In the 1938 case, United States v. Carolene Products, Justice Harlan Stone tentatively embraced the latter explanation: Heightened scrutiny in favor of liberty of contract had been the problem. From now on, the Court would defer to the political process on matters involving unenumerated economic rights. However, in what became the most famous footnote in Supreme Court history (“footnote four”), Justice Stone suggested that heightened judicial scrutiny might still be constitutionally appropriate in three categories of cases: Those involving textually enumerated rights (thus distinguishing the unenumerated right to contract), those involving the political process, and those involving groups historically denied equal access to the political process (“discreet and insular minorities”). Stone’s footnote four is not long and, given its central role in the later development of tiered judicial review, it’s worth reading again:

There may be narrower scope for operation of the presumption of constitutionality when legislation appears on its face to be within a specific prohibition of the Constitution, such as those of the first ten amendments, which are deemed equally specific when held to be embraced within the Fourteenth.

It is unnecessary to consider now whether legislation which restricts those political processes which can ordinarily be expected to bring about repeal of undesirable legislation is to be subjected to more exacting judicial scrutiny under the general prohibitions of the Fourteenth Amendment than are most other types of legislation.

Nor need we enquire whether similar considerations enter into the review of statutes directed at particular religious, or national, or racial minorities: whether prejudice against discrete and insular minorities may be a special condition, which tends seriously to curtail the operation of those political processes ordinarily to be relied upon to protect minorities, and which may call for a correspondingly more searching judicial inquiry.

Here, in a footnote, is Justice Stone’s explanation for, and theory of, the New Deal Revolution. The Lochner Court had been wrong to strike down laws based on an economic right found nowhere in the text of the Constitution (it was not a “specific prohibition”).  On such matters, unless something has gone wrong with the political process itself, the Court should defer. On the other hand, when it came to matters involving “specific prohibitions” (textually enumerated rights), the Court retained the constitutional authority and duty to closely scrutinize the government’s justification for abridging a right expressly embraced by the people themselves.

By distinguishing liberty of contract from judicially enforceable “fundamental” rights, Carolene Products and Footnote Four gave birth to “tiered” scrutiny. The Court divided matters left as a matter of democratic right to the people’s representatives from those matters placed by the people themselves beyond the reach of ordinary politics. The theory of footnote four explains why the Supreme Court’s abandoned liberty of contract (a judicially constructed non-textual right) and why it continued to engage in heightened review in cases involving “specific” constitutional prohibitions.
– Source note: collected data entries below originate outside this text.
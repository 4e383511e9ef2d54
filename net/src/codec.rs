use crate::error::Error;
use crate::message::{
    Announcement, AnnouncementResponse, CreateDevice, DeviceEvent, EventName, Message,
};
use serde::de::DeserializeOwned;
use serde::{Deserialize, Serialize};

#[derive(Serialize, Deserialize)]
struct Envelope {
    name: String,
    data: Vec<u8>,
}

type Decoder = fn(&[u8]) -> Result<Message, Error>;

static DECODERS: [(&str, Decoder); 4] = [
    ("ANNOUNCEMENT", |data: &[u8]| {
        payload(data).map(Message::Announcement)
    }),
    ("ANNOUNCEMENT_RESPONSE", |data: &[u8]| {
        payload(data).map(Message::AnnouncementResponse)
    }),
    ("CREATE_DEVICE", |data: &[u8]| {
        payload(data).map(Message::CreateDevice)
    }),
    ("DEVICE_EVENT", |data: &[u8]| {
        payload(data).map(Message::DeviceEvent)
    }),
];

fn decoder(name: &str) -> Option<Decoder> {
    DECODERS
        .iter()
        .find(|(registered, _)| *registered == name)
        .map(|(_, decoder)| *decoder)
}

fn payload<T: DeserializeOwned>(data: &[u8]) -> Result<T, Error> {
    bincode::deserialize(data).map_err(Error::MalformedFrame)
}

/// Wraps the message's payload in a named envelope.
pub fn encode(message: &Message) -> Result<Vec<u8>, Error> {
    let data = match message {
        Message::Announcement(payload) => bincode::serialize::<Announcement>(payload),
        Message::AnnouncementResponse(payload) => {
            bincode::serialize::<AnnouncementResponse>(payload)
        }
        Message::CreateDevice(payload) => bincode::serialize::<CreateDevice>(payload),
        Message::DeviceEvent(payload) => bincode::serialize::<DeviceEvent>(payload),
    }
    .map_err(Error::MalformedFrame)?;

    let envelope = Envelope {
        name: message.name().as_str().to_owned(),
        data,
    };

    bincode::serialize(&envelope).map_err(Error::MalformedFrame)
}

pub fn decode(frame: &[u8]) -> Result<Message, Error> {
    let envelope: Envelope = bincode::deserialize(frame).map_err(Error::MalformedFrame)?;
    let decoder = decoder(&envelope.name).ok_or(Error::UnknownEvent(envelope.name))?;

    decoder(&envelope.data)
}

/// Names the dispatch table can decode.
pub fn registered() -> impl Iterator<Item = EventName> {
    DECODERS
        .iter()
        .filter_map(|(name, _)| name.parse().ok())
}

#[cfg(test)]
mod tests {
    use super::*;
    use input::{Capability, InputEvent, Properties, EV_KEY};

    #[test]
    fn every_name_has_a_decoder() {
        let registered: Vec<_> = registered().collect();
        assert_eq!(registered, EventName::ALL.to_vec());
    }

    #[test]
    fn device_event_survives_the_envelope() {
        let message = Message::DeviceEvent(DeviceEvent {
            device: "keyboard".to_owned(),
            events: vec![InputEvent::new(EV_KEY, 30, 1)],
        });

        assert_eq!(decode(&encode(&message).unwrap()).unwrap(), message);
    }

    #[test]
    fn unknown_names_are_fatal() {
        let frame = bincode::serialize(&Envelope {
            name: "KEEP_ALIVE".to_owned(),
            data: Vec::new(),
        })
        .unwrap();

        let err = decode(&frame).unwrap_err();
        assert!(matches!(err, Error::UnknownEvent(ref name) if name == "KEEP_ALIVE"));
        assert!(err.is_fatal());
    }

    #[test]
    fn corrupt_payload_is_malformed() {
        let frame = bincode::serialize(&Envelope {
            name: "ANNOUNCEMENT".to_owned(),
            data: vec![0xff, 0xff],
        })
        .unwrap();

        let err = decode(&frame).unwrap_err();
        assert!(matches!(err, Error::MalformedFrame(_)));
        assert!(!err.is_fatal());
    }

    #[test]
    fn duplicate_capabilities_are_malformed() {
        // Same layout as `DeviceDescriptor`, without its checks.
        #[derive(Serialize)]
        struct LooseDescriptor {
            bustype: u16,
            vendor: u16,
            product: u16,
            version: u16,
            name: String,
            phys: String,
            unique: String,
            properties: Properties,
            capabilities: Vec<(u16, Vec<Capability>)>,
        }

        let loose = LooseDescriptor {
            bustype: 0x03,
            vendor: 0x046d,
            product: 0xc31c,
            version: 0x110,
            name: "keyboard".to_owned(),
            phys: String::new(),
            unique: String::new(),
            properties: Properties::new(),
            capabilities: vec![(EV_KEY, vec![Capability::Code(30), Capability::Code(30)])],
        };
        let frame = bincode::serialize(&Envelope {
            name: "CREATE_DEVICE".to_owned(),
            data: bincode::serialize(&vec![loose]).unwrap(),
        })
        .unwrap();

        let err = decode(&frame).unwrap_err();
        assert!(matches!(err, Error::MalformedFrame(_)));
        assert!(!err.is_fatal());
    }

    #[test]
    fn truncated_envelope_is_malformed() {
        assert!(matches!(decode(&[1, 2, 3]), Err(Error::MalformedFrame(_))));
    }
}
By giving way to political regulation of economic matters, the Supreme Court defused the political momentum to neuter the American Supreme Court. This is why the New Deal Court’s reversal is sometimes called “the switch in time that saved nine.” But this was not a total retreat. By establishing different levels of judicial engagement, the Court justified its continued, if limited, judicial scrutiny of the political process. The Supreme Court preserved itself as a legitimate organ of democratic constitutional government through an act of partial self-restraint: tiered review.

It is this aspect of self-constraint that is often forgotten in discussions and criticisms of tiered judicial scrutiny. The tiers do not exist to deny rights. They exist to mark those boundaries beyond which the court should defer to the people’s representatives. Removing the tiers does not expand individual freedom, it expands judicial power. These are not the same thing.